I wrote this in December, 2016. It was my first attempt at putting together both my beliefs and the inspirations that were coming to me as a result of meditation and study. This is an area I want to stay focused on in my writing. For me, spirituality (or whatever you want to call it) not only underscores my life, but is one of the driving factors in me writing in the first place.
Meditation has been the most beautiful, powerful, difficult endeavor I have ever undertaken. Meditation, like apathy, is nothing. A state of nothing is essential to finding truths. If you have an emotional imprint or conscious thought, it prevents you from seeing truth, because you are guiding and driving, and you are flawed. You are the sum of what you are taught, and you are taught by other people, who are also flawed. Meditation trains you that your thoughts and feelings will come and go. In practicing meditation, you must allow this to happen without following them. It is to allow everything to happen in your body, heart, and mind with no intercession on your part. If you are trying to meditate, you’re not actually meditating. There is no try, there is no do, there is the complete and utter surrender of your mind, body, and soul. In surrender, you find acceptance, love, peace: happiness.
I think the best part of meditation is that it allows your subconscious to overtake your conscious mind. When I listen to the songs that I love, I see the power of my subconscious. It is hearing without listening, which means I can’t mess it up with my own thoughts. Music is what opened the first door, writing opened the second, meditation and Yoga combined have opened the floodgates of joy, struggle, growth, and life. When I meditate, it allows me to dream while I am awake. It allows me to hear and feel the things that my conscious mind cannot comprehend. The subconscious, to me, is the soul’s ability to intersect reality, but it does not work if the conscious mind is on. I believe that all souls are one, and we are all called to serve a higher purpose.
In Yoga, you say Namaste – the divine in me bows to the divine in you. I think God can be a bearded dude in the sky or the person you see in the mirror, it is irrelevant. God is the divine, the higher power. Whatever or whoever you give your power to is your god, and this is not necessarily be a good thing, because the human Ego is inherently flawed. In order to find true divine power, you must find your true self. You must strip away what you think to find what you know. Yoga and meditation gives power to self by staying present by connecting your breath, mind, and soul. In harmony, you do not abide by the flawed conscious mind, which allows you to find the Higher Power. I’ve been calling it The Universe, Jung calls it the Collective Unconsciousness. Prayer is the same mechanism, it is turning off your conscious mind to hear what your God is saying. You use the recitation of words to cease the thoughts of the conscious mind.

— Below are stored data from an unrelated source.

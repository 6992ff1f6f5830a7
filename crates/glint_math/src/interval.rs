/// A closed range of scalars `[min, max]`.
///
/// Bounds accepted hit distances and the ground footprint, and clamps
/// color channels.
#[derive(Debug, Clone, Copy, PartialEq)]
pub struct Interval {
    pub min: f32,
    pub max: f32,
}

impl Interval {
    /// Create a new interval given min and max values.
    pub const fn new(min: f32, max: f32) -> Self {
        Self { min, max }
    }

    /// Symmetric interval `[-half_extent, half_extent]`.
    pub const fn centered(half_extent: f32) -> Self {
        Self::new(-half_extent, half_extent)
    }

    /// Returns true if x is within the interval [min, max] (inclusive).
    ///
    /// NaN is never contained.
    pub fn contains(&self, x: f32) -> bool {
        self.min <= x && x <= self.max
    }

    /// Returns true if x is strictly within the interval (min, max) (exclusive).
    pub fn surrounds(&self, x: f32) -> bool {
        self.min < x && x < self.max
    }

    /// Clamps x to be within the interval [min, max].
    pub fn clamp(&self, x: f32) -> f32 {
        x.clamp(self.min, self.max)
    }

    /// Interval for valid 8-bit channel values.
    pub const BYTE: Interval = Interval {
        min: 0.0,
        max: 255.0,
    };
}

#[cfg(test)]
mod tests {
    use super::*;

    #[test]
    fn test_interval_centered() {
        let square = Interval::centered(10.0);
        assert_eq!(square.min, -10.0);
        assert_eq!(square.max, 10.0);
    }

    #[test]
    fn test_interval_contains_inclusive() {
        let square = Interval::centered(10.0);

        assert!(square.contains(-10.0));
        assert!(square.contains(10.0));
        assert!(square.contains(0.0));
        assert!(!square.contains(10.001));
        assert!(!square.contains(f32::NAN));
    }

    #[test]
    fn test_interval_surrounds_exclusive() {
        let ahead = Interval::new(0.0, f32::INFINITY);
        assert!(!ahead.surrounds(0.0));
        assert!(ahead.surrounds(1e-6));
        assert!(!ahead.surrounds(f32::INFINITY));
        assert!(!ahead.surrounds(f32::NAN));
    }

    #[test]
    fn test_interval_clamp() {
        assert_eq!(Interval::BYTE.clamp(-5.0), 0.0);
        assert_eq!(Interval::BYTE.clamp(127.5), 127.5);
        assert_eq!(Interval::BYTE.clamp(300.0), 255.0);
    }
}
//! Glint Renderer - CPU ray tracing
//!
//! A deterministic Whitted-style tracer: one primary ray per pixel,
//! Möller–Trumbore triangle tests against every mesh face, a bounded
//! ground plane, hard shadows from a single point light and a mirror
//! bounce on the mesh up to a fixed depth.
//!
//! # Example
//!
//! ```ignore
//! use glint_core::{load_obj, Scene};
//! use glint_renderer::{render, RenderConfig};
//!
//! let scene = Scene::new(load_obj("cow.obj")?);
//! let image = render(&scene, &RenderConfig::default());
//! image.save_png("cow.png")?;
//! ```

mod camera;
mod cancel;
mod config;
mod ground;
mod hittable;
mod renderer;
mod shading;
mod tracer;
mod triangle;

pub use camera::Camera;
pub use cancel::CancelToken;
pub use config::{ConfigError, RenderConfig};
pub use hittable::{HitInfo, Hittable, ObjectTag};
pub use renderer::{
    color_to_rgb, render, render_parallel, render_serial, render_with_cancel, ImageBuffer,
    RenderError, RenderResult,
};
pub use shading::{Color, Shader, ShadingConfig};
pub use tracer::trace_scene;
pub use triangle::{intersect_ray_triangle, TriangleHit, TRIANGLE_EPSILON};

/// Re-export common math types from glint_math
pub use glint_math::{Interval, Ray, Vec3};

Yin and Yang – everything exists together – you must have movement and stillness, happiness and sadness, darkness and light. In meditation, I feel one-ness in myself, which opens one-ness with everything. I ascribe to no religion, because to me, organized religions are man-made and inherently flawed. Buddha makes equal sense to me as Carl Jung, so I mash the two together to help me find my own understanding, which is exactly what Jung had said you were supposed to do, except I only read that today. I have lots of Jung’s quotes, because I liked the way he thought, but his actual theories are brand spanking new to me. At the same time, they’re almost exactly what I have always believed. I started reading about Jung and then I realized what Maynard is talking about in TOOL, APC, and Puscifer. I did not understand it when I heard it, yet it resonated with me, which is proof of the subconscious power.
I always struggled with Catholicism, but I went along with it because I was supposed to. My first step of becoming me was breaking away from Catholicism. On the other hand, I know many people who are very happy Catholics, Baptists, etc. Whatever works for you is what works. I believe that science and religion are two sides of the same coin, and I always have. Man fights the difference, nature shows the truth. I infuriated my father in High School when I called Catholicism a bunch of Pagan rituals – except that’s exactly how it is. It’s modified routines, etc. that pagans and every other religion does while arguing they’re the one true blah. To me, everything is the same, and it always has been. Catholicism does not work for me because it’s overrun with people who use the word of God to justify hate, and that’s about as logical to me as shooting an abortionist in the name of Pro Life…Oh, wait… It does not matter what religion you ascribe to, because it’s people talking about the same stuff using different words. When you look at nature, the cosmos are organized by a logical order, seasons are cyclical, and almost everything can be explained by both science and religion. Life is natural, organized, logical chaos, and there is a higher power that oversees – it doesn’t matter what you call it.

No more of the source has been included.